Pidgin
BURTON John
john.burton at tsra.gov.au
Tue Sep 3 12:01:49 EST 2002
From: Bryant Allen [mailto:bryant.allen at anu.edu.au]
Sent: Tuesday, 3 September 2002 11:42 AM
1. John Burton asked for additional entries for saksak. Quotes are from
Wantok's Stori Tumbuna
There is a term used to describe the strong center spine of the sago palm
leaf, which is sometimes stripped out and used as a fine stick . I think it
is "nok bilong lip saksak" as in "nok bilong koknas", but I am not sure.
Separate words, but it is still sago products, are "pangal" or "bangal" the
word used to describe the outer spathe of the palm when it is split, dried
and nailed or tied on to a house frame in a weatherboard fashion as walling
(I think "pangal" is usual) and "morata" which is sago palm thatching.
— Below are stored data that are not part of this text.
//! Document engine trait

use async_trait::async_trait;
use serde::de::DeserializeOwned;
use serde::Serialize;

use super::{Datum, Filter, FindOptions, IndexDescriptor, IndexStats, WriteOutcome};
use crate::error::{Error, Result};

/// Result of declaring an index.
#[derive(Debug, Clone, Copy, PartialEq, Eq)]
pub enum IndexCreation {
    Created,
    /// An index with this name and the same definition already existed.
    AlreadyExists,
}

/// Document engine trait
///
/// Collections spring into existence on first write or index declaration,
/// like in a schemaless document store.
#[async_trait]
pub trait DocumentEngine: Send + Sync {
    async fn insert_one(&self, collection: &str, doc: Datum) -> Result<()>;

    /// Inserts documents in order, stopping at the first failure.
    async fn insert_many(&self, collection: &str, docs: Vec<Datum>) -> Result<usize> {
        let mut inserted = 0;
        for doc in docs {
            self.insert_one(collection, doc).await?;
            inserted += 1;
        }
        Ok(inserted)
    }

    async fn find(
        &self,
        collection: &str,
        filter: &Filter,
        options: &FindOptions,
    ) -> Result<Vec<Datum>>;

    async fn find_one(&self, collection: &str, filter: &Filter) -> Result<Option<Datum>> {
        let mut docs = self
            .find(collection, filter, &FindOptions::default().limit(1))
            .await?;
        Ok(docs.pop())
    }

    /// Replaces the first document matching `filter`, inserting `doc` when
    /// nothing matches and `upsert` is set.
    async fn replace_one(
        &self,
        collection: &str,
        filter: &Filter,
        doc: Datum,
        upsert: bool,
    ) -> Result<WriteOutcome>;

    async fn delete_many(&self, collection: &str, filter: &Filter) -> Result<u64>;

    async fn count(&self, collection: &str, filter: &Filter) -> Result<u64>;

    async fn create_index(&self, descriptor: &IndexDescriptor) -> Result<IndexCreation>;

    async fn drop_index(&self, collection: &str, name: &str) -> Result<bool>;

    async fn list_indexes(&self, collection: &str) -> Result<Vec<IndexDescriptor>>;

    async fn index_stats(&self, collection: &str) -> Result<Vec<IndexStats>>;

    async fn drop_collection(&self, collection: &str) -> Result<()>;

    async fn list_collections(&self) -> Result<Vec<String>>;
}

/// Shared engines, so a caller can keep a handle on the engine a
/// [`DocumentStore`] owns.
#[async_trait]
impl<E: DocumentEngine + ?Sized> DocumentEngine for std::sync::Arc<E> {
    async fn insert_one(&self, collection: &str, doc: Datum) -> Result<()> {
        (**self).insert_one(collection, doc).await
    }

    async fn insert_many(&self, collection: &str, docs: Vec<Datum>) -> Result<usize> {
        (**self).insert_many(collection, docs).await
    }

    async fn find(
        &self,
        collection: &str,
        filter: &Filter,
        options: &FindOptions,
    ) -> Result<Vec<Datum>> {
        (**self).find(collection, filter, options).await
    }

    async fn find_one(&self, collection: &str, filter: &Filter) -> Result<Option<Datum>> {
        (**self).find_one(collection, filter).await
    }

    async fn replace_one(
        &self,
        collection: &str,
        filter: &Filter,
        doc: Datum,
        upsert: bool,
    ) -> Result<WriteOutcome> {
        (**self).replace_one(collection, filter, doc, upsert).await
    }

    async fn delete_many(&self, collection: &str, filter: &Filter) -> Result<u64> {
        (**self).delete_many(collection, filter).await
    }

    async fn count(&self, collection: &str, filter: &Filter) -> Result<u64> {
        (**self).count(collection, filter).await
    }

    async fn create_index(&self, descriptor: &IndexDescriptor) -> Result<IndexCreation> {
        (**self).create_index(descriptor).await
    }

    async fn drop_index(&self, collection: &str, name: &str) -> Result<bool> {
        (**self).drop_index(collection, name).await
    }

    async fn list_indexes(&self, collection: &str) -> Result<Vec<IndexDescriptor>> {
        (**self).list_indexes(collection).await
    }

    async fn index_stats(&self, collection: &str) -> Result<Vec<IndexStats>> {
        (**self).index_stats(collection).await
    }

    async fn drop_collection(&self, collection: &str) -> Result<()> {
        (**self).drop_collection(collection).await
    }

    async fn list_collections(&self) -> Result<Vec<String>> {
        (**self).list_collections().await
    }
}

/// Main document store interface
pub struct DocumentStore {
    engine: Box<dyn DocumentEngine>,
}

impl std::fmt::Debug for DocumentStore {
    fn fmt(&self, f: &mut std::fmt::Formatter<'_>) -> std::fmt::Result {
        f.debug_struct("DocumentStore").finish()
    }
}

impl DocumentStore {
    pub fn new(engine: Box<dyn DocumentEngine>) -> Self {
        Self { engine }
    }

    /// Store backed by a fresh in-memory engine.
    pub fn in_memory() -> Self {
        Self::new(Box::new(super::MemoryDocumentEngine::new()))
    }

    pub async fn insert_one(&self, collection: &str, doc: Datum) -> Result<()> {
        self.engine.insert_one(collection, doc).await
    }

    pub async fn insert_many(&self, collection: &str, docs: Vec<Datum>) -> Result<usize> {
        self.engine.insert_many(collection, docs).await
    }

    pub async fn find(
        &self,
        collection: &str,
        filter: &Filter,
        options: &FindOptions,
    ) -> Result<Vec<Datum>> {
        self.engine.find(collection, filter, options).await
    }

    pub async fn find_one(&self, collection: &str, filter: &Filter) -> Result<Option<Datum>> {
        self.engine.find_one(collection, filter).await
    }

    pub async fn replace_one(
        &self,
        collection: &str,
        filter: &Filter,
        doc: Datum,
        upsert: bool,
    ) -> Result<WriteOutcome> {
        self.engine.replace_one(collection, filter, doc, upsert).await
    }

    pub async fn delete_many(&self, collection: &str, filter: &Filter) -> Result<u64> {
        self.engine.delete_many(collection, filter).await
    }

    pub async fn count(&self, collection: &str, filter: &Filter) -> Result<u64> {
        self.engine.count(collection, filter).await
    }

    pub async fn create_index(&self, descriptor: &IndexDescriptor) -> Result<IndexCreation> {
        self.engine.create_index(descriptor).await
    }

    pub async fn drop_index(&self, collection: &str, name: &str) -> Result<bool> {
        self.engine.drop_index(collection, name).await
    }

    pub async fn list_indexes(&self, collection: &str) -> Result<Vec<IndexDescriptor>> {
        self.engine.list_indexes(collection).await
    }

    pub async fn index_stats(&self, collection: &str) -> Result<Vec<IndexStats>> {
        self.engine.index_stats(collection).await
    }

    pub async fn drop_collection(&self, collection: &str) -> Result<()> {
        self.engine.drop_collection(collection).await
    }

    pub async fn list_collections(&self) -> Result<Vec<String>> {
        self.engine.list_collections().await
    }

    // ===== Typed helpers =====

    /// Serializes `value` into a document.
    pub fn to_datum<T: Serialize>(value: &T) -> Result<Datum> {
        Ok(Datum::from(serde_json::to_value(value)?))
    }

    /// Decodes a document into `T`.
    pub fn from_datum<T: DeserializeOwned>(doc: Datum) -> Result<T> {
        serde_json::from_value(serde_json::Value::from(doc))
            .map_err(|e| Error::Serialization(format!("Failed to decode document: {}", e)))
    }

    /// Upserts `value` as the document whose `key_path` equals `key`.
    pub async fn upsert_typed<T: Serialize + Sync>(
        &self,
        collection: &str,
        key_path: &str,
        key: &str,
        value: &T,
    ) -> Result<WriteOutcome> {
        let doc = Self::to_datum(value)?;
        self.replace_one(collection, &Filter::eq(key_path, key), doc, true)
            .await
    }

    pub async fn find_one_typed<T: DeserializeOwned>(
        &self,
        collection: &str,
        filter: &Filter,
    ) -> Result<Option<T>> {
        self.find_one(collection, filter)
            .await?
            .map(Self::from_datum)
            .transpose()
    }

    pub async fn find_typed<T: DeserializeOwned>(
        &self,
        collection: &str,
        filter: &Filter,
        options: &FindOptions,
    ) -> Result<Vec<T>> {
        self.find(collection, filter, options)
            .await?
            .into_iter()
            .map(Self::from_datum)
            .collect()
    }
}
Coconut is rarely if ever used for thatch but sago palm is an excellent
thatch.
2. John asked for other variants on the definition of sanguma.
Mead describes how in 1931 Abelam and Plains Arapesh were trying to obtain a
new sorcery which involves assaulting people, that she calls "sagumeh", from
the coast . My theory is that it was "nabwa", a Manam Island form of
sorcery, coming back from the plantations, because Wedgewood describes how
the Manam Islanders were importing a new sorcery (via the plantations)
called "dzere" which from her description is almost identical to the
traditional sorcery of the Torricelli foothills. So they were swopping
sorceries, each believing the others was more terrible than their own.
In these description "sanguma" is always a sorcery that involves a physical
assault on the victim. It can be that the attacker is rendered invisible by
the magic, or the person being assaulted is paralyzed, but they always get
bashed or stuck with something, don't realize what has happened, go home,
and suddenly die. Traditional Torricelli sorcery involves making people ill
at a distance by performing nasty things over their leavings, "doti" (=
'dirty' in pidgin), (= exuviae in anthropological English) which incudes
hair, blood, semen, finger and toenails etc.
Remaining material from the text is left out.